ПОЛЬСКИЕ РЫЦАРИ И ТУХОЛЬСКАЯ СТРАЖА ОБМЕНИВАЮТСЯ ПОСЛАНИЯМИ.
Между тем королевские придворные рыцари, нанесшие поражение врагам под Тухолей, шлют князю Иоганну Мюнстербергскому и всем наемникам крестоносцев, действовавшим в Тухоле, послание, украшенное сильными и красноречивыми выражениями; затем они передают его через герольда, предъявляя суровое требование выдать, согласно рыцарскому праву и обычаю, все доспехи, коней и военные знаки отличия, и в частности плащи, носимые поверх доспехов, которые называются wappenrokkyn,[343] с которыми они выступили в бой, так как это полагается им, как победителям; ведь с того времени, как они вышли на поле сражения и без боя обратились в бегство, они должны признаваться больше, чем побежденными. И не беглецу подобает носить оружие, а мужу; кто решился выступить в бой вооруженным, тот обязан по рыцарскому закону, в случае бегства, отдать оружие победителю. От крестоносцев же они получили ответ: они всегда заботились о своей чести и не считают, что когда-либо замарали ее позором какого-либо бегства; они будут по рыцарскому обычаю защищать свою честь при дворах королей и князей и очистятся от обвинений и хулы вооруженной рукой; и предлагали во свидетельство своей невиновности бой и поединки в отдаленнейших местах.
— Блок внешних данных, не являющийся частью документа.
//! # Input Files
//!
//! Reads footing inputs from JSON so a design can be run in batch or from a
//! script. Designs are never written back; there is no saved-design format.
//!
//! ## File Format
//!
//! A JSON object with the form keys. Any key left out takes its default:
//!
//! ```json
//! { "fck": 30, "msdx": 410.0, "msdy": 410.0, "vsd": 120.0 }
//! ```
//!
//! ## Example
//!
//! ```rust,no_run
//! use footing_core::file_io::load_input;
//! use std::path::Path;
//!
//! let input = load_input(Path::new("pad-f1.json"))?;
//! println!("fck = {}", input.fck);
//! # Ok::<(), footing_core::errors::CalcError>(())
//! ```

use std::fs::File;
use std::io::Read;
use std::path::Path;

use crate::calculations::footing::FootingInput;
use crate::errors::{CalcError, CalcResult};

/// Parse a footing input from a JSON string.
///
/// # Example
///
/// ```rust
/// use footing_core::file_io::parse_input;
/// use footing_core::materials::ConcreteGrade;
///
/// let input = parse_input(r#"{ "fck": 40, "totalH": 750 }"#).unwrap();
/// assert_eq!(input.fck, ConcreteGrade::C40);
/// assert_eq!(input.total_h, 750.0);
/// assert_eq!(input.cover, 50.0);
/// ```
pub fn parse_input(json: &str) -> CalcResult<FootingInput> {
    Ok(serde_json::from_str(json)?)
}

/// Load a footing input from a JSON file.
///
/// # Returns
///
/// * `Ok(FootingInput)` - Parsed input, defaults filled in
/// * `Err(CalcError::FileError)` - File could not be opened or read
/// * `Err(CalcError::SerializationError)` - Not valid JSON, or an unknown
///   concrete strength
pub fn load_input(path: &Path) -> CalcResult<FootingInput> {
    let mut file = File::open(path).map_err(|e| {
        CalcError::file_error("open", path.display().to_string(), e.to_string())
    })?;

    let mut contents = String::new();
    file.read_to_string(&mut contents).map_err(|e| {
        CalcError::file_error("read", path.display().to_string(), e.to_string())
    })?;

    let input = parse_input(&contents).map_err(|e| CalcError::SerializationError {
        reason: format!("Invalid input in {}: {}", path.display(), e),
    })?;

    tracing::debug!(path = %path.display(), "loaded footing input");
    Ok(input)
}
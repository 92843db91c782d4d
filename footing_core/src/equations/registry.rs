//! # Equation Registry
//!
//! Metadata for every formula in the footing design sequence: a name, the
//! plain-text formula, the code clause it comes from and its variables. The
//! CLI uses it to print a calculation trace next to the computed values.
//!
//! ## Usage
//!
//! ```rust
//! use footing_core::equations::registry::{Equation, CodeReference};
//!
//! let meta = Equation::EffectiveDepth.metadata();
//! assert_eq!(meta.formula_plain, "d = h - c - phi/2");
//! assert_eq!(meta.reference, CodeReference::Mechanics);
//! ```

use serde::{Deserialize, Serialize};

// ============================================================================
// Code References
// ============================================================================

/// Reference to a design code clause.
#[derive(Debug, Clone, PartialEq, Eq, Hash, Serialize, Deserialize)]
pub enum CodeReference {
    /// EN 1992-1-1 (Eurocode 2) design of concrete structures
    EN1992 { section: &'static str },
    /// Simplification specific to this calculator, no code clause
    Simplified,
    /// Geometry or unit bookkeeping
    Mechanics,
}

impl CodeReference {
    /// Format the reference for display in reports
    pub fn citation(&self) -> String {
        match self {
            CodeReference::EN1992 { section } => format!("EN 1992-1-1 {}", section),
            CodeReference::Simplified => "Simplified method".to_string(),
            CodeReference::Mechanics => "Fundamental Mechanics".to_string(),
        }
    }
}

// ============================================================================
// Equation Categories
// ============================================================================

/// Grouping of equations in reports.
#[derive(Debug, Clone, Copy, PartialEq, Eq, Hash, Serialize, Deserialize)]
pub enum EquationCategory {
    /// Depths and perimeters
    Geometry,
    /// Flexural design and steel areas
    Bending,
    /// Shear capacity and demands
    Shear,
    /// SAFE/UNSAFE verdicts
    DesignChecks,
}

impl EquationCategory {
    /// Report order
    pub const ALL: [EquationCategory; 4] = [
        EquationCategory::Geometry,
        EquationCategory::Bending,
        EquationCategory::Shear,
        EquationCategory::DesignChecks,
    ];

    pub fn display_name(&self) -> &'static str {
        match self {
            EquationCategory::Geometry => "Geometry",
            EquationCategory::Bending => "Bending",
            EquationCategory::Shear => "Shear",
            EquationCategory::DesignChecks => "Design Checks",
        }
    }
}

/// Definition of a variable used in an equation.
#[derive(Debug, Clone)]
pub struct Variable {
    /// Symbol (e.g., "d", "fck")
    pub symbol: &'static str,
    /// Description
    pub description: &'static str,
    /// Units (e.g., "mm", "MPa")
    pub units: &'static str,
}

impl Variable {
    pub const fn new(symbol: &'static str, description: &'static str, units: &'static str) -> Self {
        Self { symbol, description, units }
    }
}

/// Complete metadata for one design equation.
#[derive(Debug, Clone)]
pub struct EquationMetadata {
    /// Human-readable name
    pub name: &'static str,
    /// The formula in plain text
    pub formula_plain: &'static str,
    /// Code/standard reference
    pub reference: CodeReference,
    /// Variables introduced by this equation
    pub variables: Vec<Variable>,
    /// Category for grouping
    pub category: EquationCategory,
    /// Function implementing the equation in `equations::footing`
    pub source_function: &'static str,
}

// ============================================================================
// Equation Enum
// ============================================================================

/// Every equation in the footing design sequence, in evaluation order.
#[derive(Debug, Clone, Copy, PartialEq, Eq, Hash, Serialize, Deserialize)]
pub enum Equation {
    EffectiveDepth,
    DesignCompressiveStrength,
    MomentPerMetre,
    NormalizedMoment,
    LeverArmFactor,
    RequiredSteelArea,
    SizeEffectFactor,
    ReinforcementRatio,
    ConcreteShearCapacity,
    WideBeamShearStress,
    PunchingPerimeter,
    PunchingShearStress,
    ShearVerdict,
}

/// All equations in evaluation order
pub const ALL_EQUATIONS: [Equation; 13] = [
    Equation::EffectiveDepth,
    Equation::DesignCompressiveStrength,
    Equation::MomentPerMetre,
    Equation::NormalizedMoment,
    Equation::LeverArmFactor,
    Equation::RequiredSteelArea,
    Equation::SizeEffectFactor,
    Equation::ReinforcementRatio,
    Equation::ConcreteShearCapacity,
    Equation::WideBeamShearStress,
    Equation::PunchingPerimeter,
    Equation::PunchingShearStress,
    Equation::ShearVerdict,
];

impl Equation {
    /// Equations of one category, in evaluation order
    pub fn in_category(category: EquationCategory) -> Vec<Equation> {
        ALL_EQUATIONS
            .into_iter()
            .filter(|eq| eq.metadata().category == category)
            .collect()
    }

    /// Get the full metadata for this equation
    pub fn metadata(&self) -> EquationMetadata {
        match self {
            Equation::EffectiveDepth => EquationMetadata {
                name: "Effective Depth",
                formula_plain: "d = h - c - phi/2",
                reference: CodeReference::Mechanics,
                variables: vec![
                    Variable::new("h", "Overall footing depth", "mm"),
                    Variable::new("c", "Concrete cover", "mm"),
                    Variable::new("phi", "Bar diameter", "mm"),
                    Variable::new("d", "Effective depth", "mm"),
                ],
                category: EquationCategory::Geometry,
                source_function: "effective_depth",
            },

            Equation::DesignCompressiveStrength => EquationMetadata {
                name: "Design Compressive Strength",
                formula_plain: "fcd = fck / 1.5",
                reference: CodeReference::EN1992 { section: "3.1.6" },
                variables: vec![
                    Variable::new("fck", "Characteristic cylinder strength", "MPa"),
                    Variable::new("fcd", "Design compressive strength", "MPa"),
                ],
                category: EquationCategory::Bending,
                source_function: "design_compressive_strength",
            },

            Equation::MomentPerMetre => EquationMetadata {
                name: "Moment per Metre",
                formula_plain: "msd = Msd / (L/1000)",
                reference: CodeReference::Mechanics,
                variables: vec![
                    Variable::new("Msd", "Design moment", "kNm"),
                    Variable::new("L", "Footing dimension carrying the moment", "mm"),
                    Variable::new("msd", "Moment per metre", "kNm/m"),
                ],
                category: EquationCategory::Bending,
                source_function: "moment_per_metre",
            },

            Equation::NormalizedMoment => EquationMetadata {
                name: "Normalized Moment",
                formula_plain: "mu = (msd * 1e6) / (fcd * 1000 * d^2)",
                reference: CodeReference::EN1992 { section: "6.1" },
                variables: vec![Variable::new("mu", "Normalized moment", "-")],
                category: EquationCategory::Bending,
                source_function: "normalized_moment",
            },

            Equation::LeverArmFactor => EquationMetadata {
                name: "Lever-Arm Factor",
                formula_plain: "kz = 0.976 if mu > 0.04, else 0.978",
                reference: CodeReference::Simplified,
                variables: vec![Variable::new("kz", "Lever-arm factor", "-")],
                category: EquationCategory::Bending,
                source_function: "lever_arm_factor",
            },

            Equation::RequiredSteelArea => EquationMetadata {
                name: "Required Steel Area",
                formula_plain: "As = (Msd * 1e6) / (0.87 * fyk * kz * d)",
                reference: CodeReference::EN1992 { section: "6.1" },
                variables: vec![
                    Variable::new("fyk", "Reinforcement yield strength", "MPa"),
                    Variable::new("As", "Required tension steel", "mm2"),
                ],
                category: EquationCategory::Bending,
                source_function: "required_steel_area",
            },

            Equation::SizeEffectFactor => EquationMetadata {
                name: "Size Effect Factor",
                formula_plain: "k = min(1 + sqrt(200/d), 2.0)",
                reference: CodeReference::EN1992 { section: "6.2.2(1)" },
                variables: vec![Variable::new("k", "Size effect factor", "-")],
                category: EquationCategory::Shear,
                source_function: "size_effect_factor",
            },

            Equation::ReinforcementRatio => EquationMetadata {
                name: "Reinforcement Ratio",
                formula_plain: "rho = min(AsX / (B * d), 0.02)",
                reference: CodeReference::EN1992 { section: "6.2.2(1)" },
                variables: vec![
                    Variable::new("B", "Footing width", "mm"),
                    Variable::new("rho", "Reinforcement ratio (from the X steel)", "-"),
                ],
                category: EquationCategory::Shear,
                source_function: "reinforcement_ratio",
            },

            Equation::ConcreteShearCapacity => EquationMetadata {
                name: "Concrete Shear Capacity",
                formula_plain: "vRd,c = 0.12 * k * (100 * rho * fck)^(1/3)",
                reference: CodeReference::EN1992 { section: "6.2.2(1)" },
                variables: vec![Variable::new("vRd,c", "Shear stress capacity", "MPa")],
                category: EquationCategory::Shear,
                source_function: "concrete_shear_capacity",
            },

            Equation::WideBeamShearStress => EquationMetadata {
                name: "Wide-Beam Shear Stress",
                formula_plain: "v = (Vsd * 1000) / (B * d)",
                reference: CodeReference::EN1992 { section: "6.2.2" },
                variables: vec![
                    Variable::new("Vsd", "Design shear", "kN"),
                    Variable::new("v", "Wide-beam shear stress", "MPa"),
                ],
                category: EquationCategory::Shear,
                source_function: "wide_beam_shear_stress",
            },

            Equation::PunchingPerimeter => EquationMetadata {
                name: "Punching Perimeter",
                formula_plain: "u1 = 2(a + b) + 2 * pi * (2d)",
                reference: CodeReference::EN1992 { section: "6.4.2" },
                variables: vec![
                    Variable::new("a, b", "Column dimensions", "mm"),
                    Variable::new("u1", "Critical perimeter at 2d", "mm"),
                ],
                category: EquationCategory::Geometry,
                source_function: "punching_perimeter",
            },

            Equation::PunchingShearStress => EquationMetadata {
                name: "Punching Shear Stress",
                formula_plain: "v = (Vsd * 1000) / (u1 * d)",
                reference: CodeReference::EN1992 { section: "6.4.3" },
                variables: vec![Variable::new("v", "Punching shear stress", "MPa")],
                category: EquationCategory::Shear,
                source_function: "punching_shear_stress",
            },

            Equation::ShearVerdict => EquationMetadata {
                name: "Shear Verdict",
                formula_plain: "SAFE if v < vRd,c, else UNSAFE",
                reference: CodeReference::Simplified,
                variables: vec![],
                category: EquationCategory::DesignChecks,
                source_function: "check_status",
            },
        }
    }
}

/// Render the equation reference as markdown, one section per category.
pub fn generate_equations_markdown() -> String {
    let mut md = String::new();

    for category in EquationCategory::ALL {
        let equations = Equation::in_category(category);
        if equations.is_empty() {
            continue;
        }
        md.push_str(&format!("## {}\n\n", category.display_name()));

        for equation in equations {
            let meta = equation.metadata();
            md.push_str(&format!("### {}\n\n", meta.name));
            md.push_str(&format!("**Formula:** `{}`\n\n", meta.formula_plain));

            if !meta.variables.is_empty() {
                md.push_str("| Symbol | Description | Units |\n|---|---|---|\n");
                for var in &meta.variables {
                    md.push_str(&format!("| {} | {} | {} |\n", var.symbol, var.description, var.units));
                }
                md.push('\n');
            }

            md.push_str(&format!("**Reference:** {}\n\n", meta.reference.citation()));
            md.push_str(&format!("**Source:** `equations::footing::{}`\n\n", meta.source_function));
        }
    }
    md
}

#[cfg(test)]
mod tests {
    use super::*;

    #[test]
    fn test_all_equations_have_metadata() {
        for eq in ALL_EQUATIONS {
            let meta = eq.metadata();
            assert!(!meta.name.is_empty(), "{:?} has no name", eq);
            assert!(!meta.formula_plain.is_empty(), "{:?} has no formula", eq);
            assert!(!meta.source_function.is_empty(), "{:?} has no source", eq);
        }
    }

    #[test]
    fn test_code_reference_citation() {
        let r = CodeReference::EN1992 { section: "6.4.2" };
        assert_eq!(r.citation(), "EN 1992-1-1 6.4.2");
        assert_eq!(CodeReference::Simplified.citation(), "Simplified method");
    }

    #[test]
    fn test_categories_cover_every_equation() {
        let total: usize = EquationCategory::ALL
            .iter()
            .map(|c| Equation::in_category(*c).len())
            .sum();
        assert_eq!(total, ALL_EQUATIONS.len());
        assert_eq!(
            Equation::in_category(EquationCategory::Geometry),
            vec![Equation::EffectiveDepth, Equation::PunchingPerimeter]
        );
    }

    #[test]
    fn test_generate_equations_markdown() {
        let md = generate_equations_markdown();
        assert!(md.contains("## Geometry\n\n### Effective Depth"));
        assert!(md.contains("## Design Checks"));
        assert!(md.contains("**Formula:** `kz = 0.976 if mu > 0.04, else 0.978`"));
        assert!(md.contains("| phi | Bar diameter | mm |"));
        assert!(md.contains("**Source:** `equations::footing::punching_shear_stress`"));
        assert_eq!(md.matches("### ").count(), ALL_EQUATIONS.len());
    }
}
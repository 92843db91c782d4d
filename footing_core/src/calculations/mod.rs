//! # Structural Calculations
//!
//! Each calculation follows the pattern:
//!
//! - `*Input` - Input parameters (JSON-serializable)
//! - `*Result` - Numeric results (JSON-serializable)
//! - `calculate(&input) -> *Result` - Pure calculation function
//!
//! ## Available Calculations
//!
//! - [`footing`] - Isolated pad footing: bending steel, wide-beam and punching shear

pub mod footing;

pub use footing::{calculate, DesignResult, FootingInput, FootingResult};
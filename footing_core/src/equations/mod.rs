//! # Footing Design Equations
//!
//! All formulas used by the footing calculation live here, one function per
//! step, so they can be checked against the design code one at a time.
//!
//! ## Modules
//!
//! - [`footing`] - Bending and shear formulas for an isolated pad footing
//! - [`registry`] - Equation metadata for calculation traces
//!
//! ## Sign Conventions
//!
//! - **Moments**: positive causes tension on the bottom face (soil side)
//! - **Shear**: design shear `V_sd` is taken as a positive magnitude
//!
//! ## References
//!
//! - EN 1992-1-1:2004 Eurocode 2: Design of concrete structures

pub mod footing;
pub mod registry;

pub use footing::{
    check_status,
    concrete_shear_capacity,
    design_compressive_strength,
    effective_depth,
    lever_arm_factor,
    moment_per_metre,
    nan_min,
    normalized_moment,
    punching_perimeter,
    punching_shear_stress,
    reinforcement_ratio,
    required_steel_area,
    size_effect_factor,
    wide_beam_shear_stress,
    CheckStatus,
};

pub use registry::{
    CodeReference,
    Equation,
    EquationCategory,
    EquationMetadata,
    Variable,
    ALL_EQUATIONS,
    generate_equations_markdown,
};
//! Command-line arguments.

use std::path::PathBuf;

use clap::{ArgAction, Args, Parser, Subcommand, ValueEnum};

use footing_core::file_io::load_input;
use footing_core::{CalcResult, ConcreteGrade, FootingInput};

#[derive(Parser, Debug)]
#[command(name = "footing", version, about = "Isolated footing design calculator")]
pub struct Cli {
    /// Increase log verbosity (-v debug, -vv trace); RUST_LOG overrides
    #[arg(short, long, action = ArgAction::Count, global = true)]
    pub verbose: u8,

    #[command(subcommand)]
    pub command: Option<Commands>,

    /// Design arguments when no subcommand is given
    #[command(flatten)]
    pub design: DesignArgs,
}

impl Cli {
    /// The command to run; without a subcommand the top-level design flags apply
    pub fn command(&self) -> Commands {
        self.command
            .clone()
            .unwrap_or_else(|| Commands::Design(self.design.clone()))
    }
}

#[derive(Subcommand, Debug, Clone)]
pub enum Commands {
    /// Run one design and print the result (default)
    Design(DesignArgs),

    /// List the concrete strength classes
    Grades,

    /// Edit a design in a terminal form with live results
    Interactive {
        /// JSON input file to start from
        #[arg(short, long)]
        input: Option<PathBuf>,
    },
}

#[derive(Args, Debug, Clone)]
pub struct DesignArgs {
    /// JSON input file; flags below override its values
    #[arg(short, long)]
    pub input: Option<PathBuf>,

    /// Concrete grade (25, C25 or C25/30)
    #[arg(long, value_parser = parse_grade)]
    pub fck: Option<ConcreteGrade>,

    /// Design moment about X (kNm)
    #[arg(long, allow_negative_numbers = true)]
    pub msdx: Option<f64>,

    /// Design moment about Y (kNm)
    #[arg(long, allow_negative_numbers = true)]
    pub msdy: Option<f64>,

    /// Footing width B (mm)
    #[arg(long, allow_negative_numbers = true)]
    pub b: Option<f64>,

    /// Footing length L (mm)
    #[arg(long, allow_negative_numbers = true)]
    pub l: Option<f64>,

    /// Overall depth H (mm)
    #[arg(long = "total-h", visible_alias = "totalH", allow_negative_numbers = true)]
    pub total_h: Option<f64>,

    /// Concrete cover (mm)
    #[arg(long, allow_negative_numbers = true)]
    pub cover: Option<f64>,

    /// Bar diameter (mm)
    #[arg(long, allow_negative_numbers = true)]
    pub phi: Option<f64>,

    /// Steel yield strength (MPa)
    #[arg(long, allow_negative_numbers = true)]
    pub fyk: Option<f64>,

    /// Design shear (kN)
    #[arg(long, allow_negative_numbers = true)]
    pub vsd: Option<f64>,

    /// Column dimension a (mm)
    #[arg(long = "col-a", allow_negative_numbers = true)]
    pub col_a: Option<f64>,

    /// Column dimension b (mm)
    #[arg(long = "col-b", allow_negative_numbers = true)]
    pub col_b: Option<f64>,

    /// Output format
    #[arg(short, long, value_enum, env = "FOOTING_FORMAT", default_value_t = OutputFormat::Text)]
    pub format: OutputFormat,

    /// Show every intermediate quantity with its formula
    #[arg(long)]
    pub trace: bool,
}

impl DesignArgs {
    /// Build the calculation input: defaults, then the input file, then flags
    pub fn resolve_input(&self) -> CalcResult<FootingInput> {
        let mut input = match &self.input {
            Some(path) => load_input(path)?,
            None => FootingInput::default(),
        };

        if let Some(fck) = self.fck {
            input.fck = fck;
        }
        let overrides = [
            (self.msdx, &mut input.msdx),
            (self.msdy, &mut input.msdy),
            (self.b, &mut input.b),
            (self.l, &mut input.l),
            (self.total_h, &mut input.total_h),
            (self.cover, &mut input.cover),
            (self.phi, &mut input.phi),
            (self.fyk, &mut input.fyk),
            (self.vsd, &mut input.vsd),
            (self.col_a, &mut input.col_a),
            (self.col_b, &mut input.col_b),
        ];
        for (flag, slot) in overrides {
            if let Some(value) = flag {
                *slot = value;
            }
        }

        Ok(input)
    }
}

#[derive(ValueEnum, Debug, Clone, Copy, PartialEq, Eq)]
pub enum OutputFormat {
    /// Human-readable report
    Text,
    /// JSON object with input, result and display record
    Json,
}

fn parse_grade(s: &str) -> Result<ConcreteGrade, String> {
    ConcreteGrade::from_str_flexible(s).map_err(|e| e.to_string())
}

#[cfg(test)]
mod tests {
    use super::*;

    #[test]
    fn test_bare_invocation_is_default_design() {
        let cli = Cli::try_parse_from(["footing"]).unwrap();
        let Commands::Design(args) = cli.command() else {
            panic!("expected design command");
        };
        assert_eq!(args.resolve_input().unwrap(), FootingInput::default());
    }

    #[test]
    fn test_flags_override_defaults() {
        let cli = Cli::try_parse_from([
            "footing", "design", "--fck", "C30/37", "--msdx", "410", "--total-h", "650", "--col-a", "300",
        ])
        .unwrap();
        let Commands::Design(args) = cli.command() else {
            panic!("expected design command");
        };
        let input = args.resolve_input().unwrap();
        assert_eq!(input.fck, ConcreteGrade::C30);
        assert_eq!(input.msdx, 410.0);
        assert_eq!(input.total_h, 650.0);
        assert_eq!(input.col_a, 300.0);
        assert_eq!(input.col_b, 400.0);
    }

    #[test]
    fn test_top_level_flags_without_subcommand() {
        let cli = Cli::try_parse_from(["footing", "--vsd", "400", "--format", "json"]).unwrap();
        let Commands::Design(args) = cli.command() else {
            panic!("expected design command");
        };
        assert_eq!(args.format, OutputFormat::Json);
        assert_eq!(args.resolve_input().unwrap().vsd, 400.0);
    }

    #[test]
    fn test_negative_values_accepted() {
        let cli = Cli::try_parse_from(["footing", "design", "--msdy", "-120"]).unwrap();
        let Commands::Design(args) = cli.command() else {
            panic!("expected design command");
        };
        assert_eq!(args.resolve_input().unwrap().msdy, -120.0);
    }

    #[test]
    fn test_unknown_grade_rejected() {
        assert!(Cli::try_parse_from(["footing", "design", "--fck", "22"]).is_err());
    }

    #[test]
    fn test_subcommands() {
        let cli = Cli::try_parse_from(["footing", "-v", "grades"]).unwrap();
        assert!(matches!(cli.command(), Commands::Grades));
        assert_eq!(cli.verbose, 1);

        let cli = Cli::try_parse_from(["footing", "interactive"]).unwrap();
        assert!(matches!(cli.command(), Commands::Interactive { input: None }));
    }

    #[test]
    fn test_verbose_before_any_subcommand() {
        let cli = Cli::try_parse_from(["footing", "-vv", "interactive", "-i", "pad.json"]).unwrap();
        assert_eq!(cli.verbose, 2);
        let Commands::Interactive { input } = cli.command() else {
            panic!("expected interactive command");
        };
        assert_eq!(input, Some(PathBuf::from("pad.json")));

        let cli = Cli::try_parse_from(["footing", "-v", "design", "--vsd", "400"]).unwrap();
        assert_eq!(cli.verbose, 1);
        let Commands::Design(args) = cli.command() else {
            panic!("expected design command");
        };
        assert_eq!(args.resolve_input().unwrap().vsd, 400.0);

        let cli = Cli::try_parse_from(["footing", "grades", "-v"]).unwrap();
        assert_eq!(cli.verbose, 1);
    }

    #[test]
    fn test_subcommand_flags_win_over_top_level() {
        let cli = Cli::try_parse_from(["footing", "design", "--msdx", "700"]).unwrap();
        let Commands::Design(args) = cli.command() else {
            panic!("expected design command");
        };
        assert_eq!(args.resolve_input().unwrap().msdx, 700.0);
        assert_eq!(cli.design.msdx, None);
    }
}
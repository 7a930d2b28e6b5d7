// Copyright (c) 2024-2026 Martin Schröder <info@swedishembedded.com>
//
// SPDX-License-Identifier: MIT
//! Prompt builders for the assistant, the memory-grounded chat, and the
//! sub-agent task loop.

use mira_model::Turn;
use serde_json::{Map, Value};

pub fn current_date() -> String {
    chrono::Local::now().format("%Y-%m-%d").to_string()
}

/// System prompt for the general agentic assistant.
pub fn assistant_system_prompt() -> String {
    format!(
        "The current date is {}.\n\
         Please assist the user with their query.\n\
         Use tool calls in succession until the task is complete.\n\
         You have the ability to iterate on your responses using tool calls to gain new information.\n\
         Do not fabricate memories or information - when uncertain about a fact/subject/topic, \
         use the <perform_research> tool.\n\
         Favor long, detailed responses and numerous tool calls/attempts when appropriate.",
        current_date()
    )
}

/// System prompt for the memory-grounded chat: the full memory archive is
/// embedded as XML so the model can cite individual memories.
pub fn memory_chat_system_prompt(memories_xml: &str) -> String {
    format!(
        "<memories>\n{memories_xml}\n</memories>\n\n\
         <role>\n\
         The current date is {date}.\n\
         You are a master of searching through memories and understanding how they relate and overlap.\n\
         You have the ability to accurately catalog and reference memories.\n\
         </role>\n\n\
         <instructions>\n\
         Always utilize the <memories> context as a key point of reference when responding to user \
         queries - the memories are a collection of your life experiences, and they are a valuable \
         resource for you to use.\n\
         Always consider every memory in its entirety while responding - being as complete as possible \
         is the goal.\n\
         Always end your response with an array of citations that refer to individual memories that \
         relate to your response like this: `sources=[37, 73, 219]`.\n\
         </instructions>",
        date = current_date()
    )
}

/// System + user turn pair describing a delegated tool task for the
/// sub-agent.
pub fn subagent_turns(
    parent_query: &str,
    tool_name: &str,
    arguments: &Map<String, Value>,
) -> (Turn, Turn) {
    let system = Turn::system(format!(
        "The current date is {}.\n\
         You are a focused sub-agent executing one tool task end-to-end on behalf of an assistant.\n\
         Carry the task through with tool calls until it is complete, then report the findings as \
         plain text.  Your final response is returned to the assistant verbatim.",
        current_date()
    ));
    let args = serde_json::to_string_pretty(&Value::Object(arguments.clone()))
        .unwrap_or_else(|_| "{}".into());
    let user = Turn::user(format!(
        "The assistant is handling this user query:\n\n{parent_query}\n\n\
         It delegated the tool task `{tool_name}` with these arguments:\n\n{args}\n\n\
         Execute the task and report the result."
    ));
    (system, user)
}

/// Contractual wrapper for tool results fed back to the model — the chat
/// templates expect this exact shape.
pub fn wrap_tool_results(result: &str) -> String {
    format!("<tool_call_results>\n\t{result}\n</tool_call_results>")
}

// ─── Unit tests ──────────────────────────────────────────────────────────────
Это естественно было ожидать от тех, которые могли оправдывать свое бегство только дерзкими и голословными заявлениями, тогда как польские рыцари вызывали их ко дворам Александра, великого князя литовского, а также князей Мазовии — Земовита, Януша и Болеслава,[344] обещая им полную безопасность; те же, наоборот, называли польским рыцарям дворы королей Франции, Англии, обеих Испаний[345] и Неаполя, чтобы какими-нибудь прикрасами прикрыть свой стыд. Однако если бы и случилось, что польские рыцари приняли эти предложения, то наемники крестоносцев не сдержали бы обещания, а нарушили бы их, выставив в свое оправдание новый обман.